The Bedroom Tax victory is a clear example of the kind of practical solidarity we can offer our friends in England. If an independent, mass campaign can forced the Scottish Government to fund mitigation then any local authority in the land could be forced to do the same. It represents a victory not just here but for that call centre worker in Manchester, whose pivotal role in the class struggle we’re all so fond of pondering.

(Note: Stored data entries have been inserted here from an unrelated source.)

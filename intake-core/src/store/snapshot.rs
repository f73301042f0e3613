//! Autosave of the in-progress application.
//!
//! The snapshot is a JSON object stored under [`SNAPSHOT_KEY`]:
//!
//! ```json
//! {
//!   "dealType": "buy_hold",
//!   "titleInfo": { "companyName": "...", ... },
//!   "experienceInfo": { "yearsOfExperience": 3, ... },
//!   "formData": { "estimatedMonthlyRent": 2000, ... },
//!   "currentStep": 2
//! }
//! ```
//!
//! Derived values are never written. A snapshot that cannot be read back is
//! logged and otherwise treated as absent.

use serde::{Deserialize, Serialize};
use serde_json::Value;
use thiserror::Error;
use tracing::{debug, warn};

use super::{SnapshotStore, StoreError};
use crate::models::{DealDetails, DealType, ExperienceInfo, TitleInfo};
use crate::wizard::{FormState, Step};

/// Fixed key of the single in-progress application.
pub const SNAPSHOT_KEY: &str = "dekacapital-intake-form";

#[derive(Debug, Error)]
pub enum SnapshotError {
    #[error("malformed snapshot: {0}")]
    Json(#[from] serde_json::Error),

    #[error("snapshot step {0} is outside 1-4")]
    InvalidStep(u8),
}

#[derive(Debug, Clone, PartialEq, Serialize, Deserialize)]
#[serde(rename_all = "camelCase")]
pub struct Snapshot {
    pub deal_type: DealType,
    #[serde(default)]
    pub title_info: TitleInfo,
    #[serde(default)]
    pub experience_info: ExperienceInfo,
    #[serde(default)]
    pub form_data: Value,
    pub current_step: u8,
}

impl Snapshot {
    /// `None` while no deal type is chosen, and once submitted.
    pub fn capture(state: &FormState) -> Result<Option<Self>, serde_json::Error> {
        let Some(deal) = state.deal() else {
            return Ok(None);
        };
        if state.is_submitted() {
            return Ok(None);
        }
        Ok(Some(Self {
            deal_type: deal.deal_type(),
            title_info: state.title().clone(),
            experience_info: state.experience().clone(),
            form_data: deal.to_form_data()?,
            current_step: state.step().number(),
        }))
    }

    pub fn parse(json: &str) -> Result<Self, SnapshotError> {
        Ok(serde_json::from_str(json)?)
    }

    pub fn to_json(&self) -> Result<String, serde_json::Error> {
        serde_json::to_string(self)
    }

    pub fn into_state(self) -> Result<FormState, SnapshotError> {
        let step =
            Step::from_number(self.current_step).ok_or(SnapshotError::InvalidStep(self.current_step))?;
        let form_data = match self.form_data {
            Value::Null => Value::Object(Default::default()),
            other => other,
        };
        let deal = DealDetails::from_form_data(self.deal_type, form_data)?;
        Ok(FormState::from_parts(
            step,
            deal,
            self.title_info,
            self.experience_info,
        ))
    }
}

/// Saves the form after every change and restores it on start-up.
pub struct Autosave {
    store: Box<dyn SnapshotStore>,
    key: String,
}

impl Autosave {
    pub fn new(store: Box<dyn SnapshotStore>) -> Self {
        Self::with_key(store, SNAPSHOT_KEY)
    }

    pub fn with_key(
        store: Box<dyn SnapshotStore>,
        key: impl Into<String>,
    ) -> Self {
        Self {
            store,
            key: key.into(),
        }
    }

    pub fn key(&self) -> &str {
        &self.key
    }

    /// The saved form, if there is one and it parses.
    pub async fn restore(&self) -> Option<FormState> {
        let raw = match self.store.load(&self.key).await {
            Ok(Some(raw)) => raw,
            Ok(None) => return None,
            Err(e) => {
                warn!(key = %self.key, "failed to load saved form: {}", e);
                return None;
            }
        };

        match Snapshot::parse(&raw).and_then(Snapshot::into_state) {
            Ok(state) => {
                debug!(key = %self.key, step = state.step().number(), "restored saved form");
                Some(state)
            }
            Err(e) => {
                warn!(key = %self.key, "ignoring saved form: {}", e);
                None
            }
        }
    }

    /// Writes the current state. Does nothing until a deal type is chosen.
    pub async fn observe(
        &self,
        state: &FormState,
    ) -> Result<(), StoreError> {
        let Some(snapshot) = Snapshot::capture(state)? else {
            return Ok(());
        };
        self.store.save(&self.key, &snapshot.to_json()?).await?;
        debug!(key = %self.key, step = snapshot.current_step, "form saved");
        Ok(())
    }

    pub async fn clear(&self) -> Result<(), StoreError> {
        self.store.delete(&self.key).await?;
        debug!(key = %self.key, "saved form cleared");
        Ok(())
    }
}

#[cfg(test)]
mod tests {
    use pretty_assertions::assert_eq;
    use rust_decimal_macros::dec;
    use serde_json::json;

    use super::*;
    use crate::models::BuyHoldDetails;
    use crate::store::MemoryStore;
    use crate::wizard::FieldInput;

    fn buy_hold_state() -> FormState {
        let mut state = FormState::new();
        state.select_deal_type(DealType::BuyHold).unwrap();
        state
            .set_field("estimatedMonthlyRent", FieldInput::text("200000"))
            .unwrap();
        state
            .set_field("currentMonthlyPayment", FieldInput::text("90000"))
            .unwrap();
        state
            .set_field("companyName", FieldInput::text("Acme Title"))
            .unwrap();
        state
    }

    fn autosave() -> (Autosave, MemoryStore) {
        let store = MemoryStore::new();
        (Autosave::new(Box::new(store.clone())), store)
    }

    // =========================================================================
    // Snapshot
    // =========================================================================

    #[test]
    fn capture_skips_state_without_deal_type() {
        assert!(Snapshot::capture(&FormState::new()).unwrap().is_none());
    }

    #[test]
    fn capture_skips_submitted_state() {
        let mut state = buy_hold_state();
        state.mark_submitted();

        assert!(Snapshot::capture(&state).unwrap().is_none());
    }

    #[test]
    fn snapshot_never_contains_derived_values() {
        let snapshot = Snapshot::capture(&buy_hold_state()).unwrap().unwrap();
        let json = snapshot.to_json().unwrap();

        assert!(!json.contains("calculatedNOI"));
        assert!(!json.contains("calculatedDSCR"));
        assert_eq!(snapshot.current_step, 1);
        assert_eq!(snapshot.form_data["estimatedMonthlyRent"], json!(2000.0));
    }

    #[test]
    fn snapshot_restores_equal_state() {
        let state = buy_hold_state();
        let json = Snapshot::capture(&state).unwrap().unwrap().to_json().unwrap();

        let restored = Snapshot::parse(&json).unwrap().into_state().unwrap();

        assert_eq!(restored, state);
        assert_eq!(restored.coverage(), state.coverage());
    }

    #[test]
    fn snapshot_rejects_unknown_deal_type() {
        let raw = json!({
            "dealType": "timeshare",
            "formData": {},
            "currentStep": 2
        })
        .to_string();

        assert!(matches!(Snapshot::parse(&raw), Err(SnapshotError::Json(_))));
    }

    #[test]
    fn snapshot_rejects_step_out_of_range() {
        let raw = json!({
            "dealType": "emd",
            "formData": {},
            "currentStep": 7
        })
        .to_string();

        let err = Snapshot::parse(&raw).unwrap().into_state().unwrap_err();

        assert!(matches!(err, SnapshotError::InvalidStep(7)));
    }

    #[test]
    fn snapshot_tolerates_missing_sections() {
        let raw = json!({
            "dealType": "buy_hold",
            "formData": { "estimatedMonthlyRent": 1500 },
            "currentStep": 3
        })
        .to_string();

        let state = Snapshot::parse(&raw).unwrap().into_state().unwrap();

        assert_eq!(state.step(), Step::TitleInfo);
        assert_eq!(state.title(), &TitleInfo::default());
        let Some(DealDetails::BuyHold(BuyHoldDetails {
            estimated_monthly_rent,
            ..
        })) = state.deal()
        else {
            panic!("expected buy and hold details");
        };
        assert_eq!(*estimated_monthly_rent, dec!(1500));
    }

    // =========================================================================
    // Autosave
    // =========================================================================

    #[tokio::test]
    async fn observe_then_restore_round_trips() {
        let (autosave, store) = autosave();
        let state = buy_hold_state();

        autosave.observe(&state).await.unwrap();

        assert!(store.get(SNAPSHOT_KEY).is_some());
        assert_eq!(autosave.restore().await, Some(state));
    }

    #[tokio::test]
    async fn observe_without_deal_type_writes_nothing() {
        let (autosave, store) = autosave();

        autosave.observe(&FormState::new()).await.unwrap();

        assert_eq!(store.get(SNAPSHOT_KEY), None);
    }

    #[tokio::test]
    async fn restore_ignores_garbage() {
        let (autosave, store) = autosave();
        store.insert(SNAPSHOT_KEY, "{not json");

        assert_eq!(autosave.restore().await, None);
        // left in place; only submit or reset removes it
        assert!(store.get(SNAPSHOT_KEY).is_some());
    }

    #[tokio::test]
    async fn clear_removes_snapshot() {
        let (autosave, store) = autosave();
        autosave.observe(&buy_hold_state()).await.unwrap();

        autosave.clear().await.unwrap();

        assert_eq!(store.get(SNAPSHOT_KEY), None);
        assert_eq!(autosave.restore().await, None);
    }
}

The mere practicalities of the act of state-building will send shockwaves through the British political system. A written constitution, the removal of nuclear weapons from Scotland, a debate about currency, monarchy, public ownership, power of all kinds; economic, social, cultural, political and maybe even sexual. All massive opportunities for the left in England to finally have something relevant to say, to have not just rhetoric but a practical example of what a better society might look like. The argument that Scots should wait around for Britain instead of fighting against it, that solidarity would be losing for England’s sake, that a victory in Scotland is a direct assault on our mythical Mancunian Customer Service Advisor don’t stack up.
What’s happening in Scotland is not inescapable nationalism, it’s a mass movement to smash the British state that’s increasingly rising from below. Owen is correct to note that its popularity is increasing most quickly amongst those with the least to gain from the status quo. So surely it can and must be a movement which is capable of challenging not just a flag but the economic and political system it represents. We know that won’t be easy, we know we might not win. It may be not be a communist utopia by October 2014, the SNP might “go rogue”, we might be shot down by GCHQ/Cybernats the day before independence, the rest of the UK might descend into UKIPland and nuke us on the way down.
Those are risks we’re prepared to take. Why? Because we know this may be our only hope of seeing, “a living wage, decent housing, publicly run and accountable services and workers’ rights” not written about on the Independent’s website but enshrined in the constitution of our independent nation. A fairer England isn’t just possible, it’s made much more likely by the creation of the fairer Scotland that we demand.
That dream isn’t just worth fighting for, it’s looking less like a dream with every passing moment.